There is a controversy in the modulation of hepatic lipid metabolism by the type of fatty acid in the diet. Thus, the purpose of the present work was to evaluate the effect of short‐ and long‐term consumption of different type and amount of dietary fat on hepatic lipogenesis and oxidation in rat. Short‐term consumption for seven days showed that fatty acid oxidation was increased by soybean oil (SO) and coconut oil (CO) by increasing CPT1 via PPARα coactivated by PGC1β, and the presence of cholesterol in the SO diet reduced fatty acid oxidation.

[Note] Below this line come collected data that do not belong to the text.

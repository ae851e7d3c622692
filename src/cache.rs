use std::collections::hash_map::{Entry, HashMap};
use std::hash::{BuildHasher, Hash};

/// Per-context memoization of batch outcomes.
///
/// Entries are written once. Nothing is evicted or overwritten while the owning context lives.
pub trait Cache {
    type K;
    type V;

    fn lookup(&self, key: &Self::K) -> Option<&Self::V>;

    /// Stores `value` under `key` unless an entry already exists. Returns whether it was stored.
    fn insert_once(&mut self, key: Self::K, value: Self::V) -> bool;

    /// Stores every pair whose key has no entry yet. Returns how many were stored.
    fn insert_many_once<I: IntoIterator<Item = (Self::K, Self::V)>>(&mut self, key_vals: I) -> usize {
        let mut stored = 0;
        for (key, value) in key_vals.into_iter() {
            if self.insert_once(key, value) {
                stored += 1;
            }
        }
        stored
    }

    fn len(&self) -> usize;

    fn is_empty(&self) -> bool {
        self.len() == 0
    }
}

impl<K, V, S: BuildHasher> Cache for HashMap<K, V, S>
where
    K: Eq + Hash,
{
    type K = K;
    type V = V;

    fn lookup(&self, key: &Self::K) -> Option<&Self::V> {
        self.get(key)
    }

    fn insert_once(&mut self, key: Self::K, value: Self::V) -> bool {
        match self.entry(key) {
            Entry::Occupied(_) => false,
            Entry::Vacant(slot) => {
                slot.insert(value);
                true
            }
        }
    }

    fn len(&self) -> usize {
        HashMap::len(self)
    }
}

The lipogenic activity mediated by SREBP‐1 and FAS was higher in the group fed CO + cholesterol and the increase in the amount of SO decreased lipogenic activity mediated by SREBP‐1 and FAS. Long‐term consumption showed that the higher the amount of fat in the diet the higher the inhibition in lipogenic and oxidation gene expression independently of the type of fat. SO with a ω3/ω6 ratio 8.4 produced a higher oxidation and lower lipogenesis than the groups fed butter or chia oil with ω3/ω6 ratio of 3 and 0.2 respectively. Thus fatty acid insaturation and amount of fat modulate hepatic fatty acid oxidation and lipogenesis.Supported by INCMNSZ.